How to beat jet lag
A nutritionist and sleep doctor let us in on good food choices and how to handle jet lag like a star
Source: Best Health Magazine, November/December 2008
Travel is meant to be glamorous. But hours of confinement in the airport and the plane, often with little access to healthful food, can take their toll, leaving you feeling tired, bloated or grumpy on arrival.
Joan Salge Blake, a registered dietitian and professor of nutrition at Boston University and author of the book (and blog) Nutrition & You, takes a remarkably positive view of the airlines’ cut-backs on food service. ‘You used to be a prisoner in the sky,’ she says. ‘But these cut-backs are forcing people to bring their own food on board, which empowers the traveller to eat more healthfully. I see it as a service to the flyer. And I’m noticing a much better selection available in airports.’
On a recent trip to Florida, for example, she saw containers of carrot sticks with hummus, sliced mango, chicken Caesar salad and fruit cups. (For more healthy snack choices at the airport, click through to ‘4 healthy airport snacks.”)
Coping with jet lag
Jet lag is, of course, the ultimate energy sapper when travelling. Dr.
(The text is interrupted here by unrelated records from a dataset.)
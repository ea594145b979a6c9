//! Operator and call-target enumerations used by `Expr`/`Stmt` nodes.
//!
//! Kept separate from `expr.rs` so the code generator's operator-spelling
//! tables (imgfuse-codegen) can match exhaustively over these small, closed
//! enums without pulling in the whole expression tree.

use serde::{Deserialize, Serialize};

/// Binary arithmetic/selection operators.
#[derive(Debug, Clone, Copy, PartialEq, Eq, Serialize, Deserialize)]
pub enum BinaryOp {
    Add,
    Sub,
    Mul,
    Div,
    Mod,
    Max,
    Min,
    Shl,
    Shr,
    BitAnd,
    BitOr,
    BitXor,
}

/// Unary operators. `Cast` carries its own target type and is modeled on
/// `Unary` directly (see `expr.rs`) rather than here, since it needs a
/// `ScalarType` payload.
#[derive(Debug, Clone, Copy, PartialEq, Eq, Serialize, Deserialize)]
pub enum UnaryOp {
    Neg,
    Abs,
    Floor,
    Ceil,
    Round,
}

/// Comparison and boolean operators. Always yields `Bool`.
#[derive(Debug, Clone, Copy, PartialEq, Eq, Serialize, Deserialize)]
pub enum LogicalOp {
    Eq,
    Ne,
    Lt,
    Le,
    Gt,
    Ge,
    And,
    Or,
    Not,
}

/// The closed set of callable functions a `Call` node may target.
///
/// `Sync` is the only one every code generator must support (as a no-op
/// comment on CPU, `__syncthreads()` on GPU). The bilinear preprocess calls
/// are resolved to concrete helper bodies by the runtime assembler (4.F);
/// any other name is a hard `UnsupportedCall` error at code-gen time.
#[derive(Debug, Clone, PartialEq, Eq, Serialize, Deserialize)]
pub enum CallFunction {
    Sync,
    BilinearResizePreprocess,
    BilinearFloatResizePreprocess,
    Intrinsic(String),
}

/// Loop-nest scheduling attribute attached to an `IterVar`.
#[derive(Debug, Clone, Copy, PartialEq, Eq, Serialize, Deserialize)]
pub enum IterAttrType {
    Default,
    Unrolled,
    ThreadBlockX,
    ThreadBlockY,
}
Colin Shapiro, director of the Sleep and Alertness Clinic at Toronto Western Hospital and the author of SLAM Jetlag (SLAM stands for sleep, light, action, medication/melatonin), defines jet lag as ‘the mismatch of your body clock with the external environment.‘ He notes that melatonin supplements are one useful way to minimize its effects. ‘Melatonin, a hormone naturally produced in the pineal gland in the brain, is the essential agent in setting the body’s clock,’ he explains. ‘Our melatonin levels rise when we sleep and diminish when the body is exposed to light.’ Shapiro cautions that melatonin can’t eliminate jet lag, but can speed the body’s adjustment to a new time zone.
Though none of the women we spoke with about their travel tips uses melatonin supplements, most of them, either instinctively or through experience, practise another of Shapiro’s recommended anti-jet lag strategies. Whether her trip is for business or pleasure, Mary Symons makes a point of getting outdoors and walking around in the daylight once she’s arrived at her destination.
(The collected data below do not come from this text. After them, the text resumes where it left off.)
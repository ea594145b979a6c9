//! Statement nodes: loop nests, stores, allocation, and attribute scopes.

use std::rc::Rc;

use serde::{Deserialize, Serialize};

use crate::expr::Expr;
use crate::tensor::{IterVar, TensorVar};

/// Scheduling metadata key carried by an [`Stmt::Attr`] scope. Thread/block
/// extents are the only keys this IR needs.
#[derive(Debug, Clone, Copy, PartialEq, Eq, Serialize, Deserialize)]
pub enum AttrKey {
    ThreadExtent,
}

/// Statement nodes. `For`/`Allocate`/`Attr` thread a
/// `body` pointer to the next statement, mirroring the ground-truth
/// visitor's "allocate, then visit body" shape.
#[derive(Debug, Clone, Serialize, Deserialize)]
pub enum Stmt {
    For {
        it: IterVar,
        init: Rc<Expr>,
        extent: Rc<Expr>,
        body: Rc<Stmt>,
    },
    Store {
        tensor: Rc<TensorVar>,
        index: Vec<Rc<Expr>>,
        value: Rc<Expr>,
    },
    /// Store-by-assignment used during lowering, before a tensor has been
    /// wrapped in its final `Allocate`.
    Provide {
        tensor: Rc<TensorVar>,
        index: Vec<Rc<Expr>>,
        value: Rc<Expr>,
    },
    Allocate {
        tensor: Rc<TensorVar>,
        body: Rc<Stmt>,
    },
    Attr {
        key: AttrKey,
        it: IterVar,
        value: Rc<Expr>,
        body: Rc<Stmt>,
    },
    /// A `Call` performed for its side effect (the bilinear precompute
    /// helpers splice in here).
    Evaluate(Rc<Expr>),
    IfThenElse {
        cond: Rc<Expr>,
        then_branch: Rc<Stmt>,
        else_branch: Option<Rc<Stmt>>,
    },
}

#[cfg(test)]
mod tests {
    use super::*;
    use crate::types::ConstValue;

    #[test]
    fn evaluate_wraps_a_call_expr() {
        let call = Rc::new(Expr::Const(ConstValue::Bool(true)));
        let stmt = Stmt::Evaluate(call.clone());
        match stmt {
            Stmt::Evaluate(v) => assert!(Rc::ptr_eq(&v, &call)),
            _ => panic!("expected Evaluate"),
        }
    }

    #[test]
    fn if_then_else_else_branch_is_optional() {
        let cond = Rc::new(Expr::Const(ConstValue::Bool(true)));
        let then_branch = Rc::new(Stmt::Evaluate(cond.clone()));
        let stmt = Stmt::IfThenElse {
            cond,
            then_branch,
            else_branch: None,
        };
        match stmt {
            Stmt::IfThenElse { else_branch, .. } => assert!(else_branch.is_none()),
            _ => panic!("expected IfThenElse"),
        }
    }
}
Shapiro concurs that doing some physical activity in the sunlight can be beneficial‘as long as your timing’s right. It’s actually a rather complicated formula, but you can find a simple, detailed table (drawn from his book) at sleepontario.com, which shows optimum sun-exposure times for dozens of sample trips. For example, for a trip from Montreal to Dubai, which represents a nine-hour time difference, the best times to be exposed to bright light are the hours from 2 p.m. to 8 p.m. (destination time); the worst, 7 a.m. to 1 p.m. (destination time).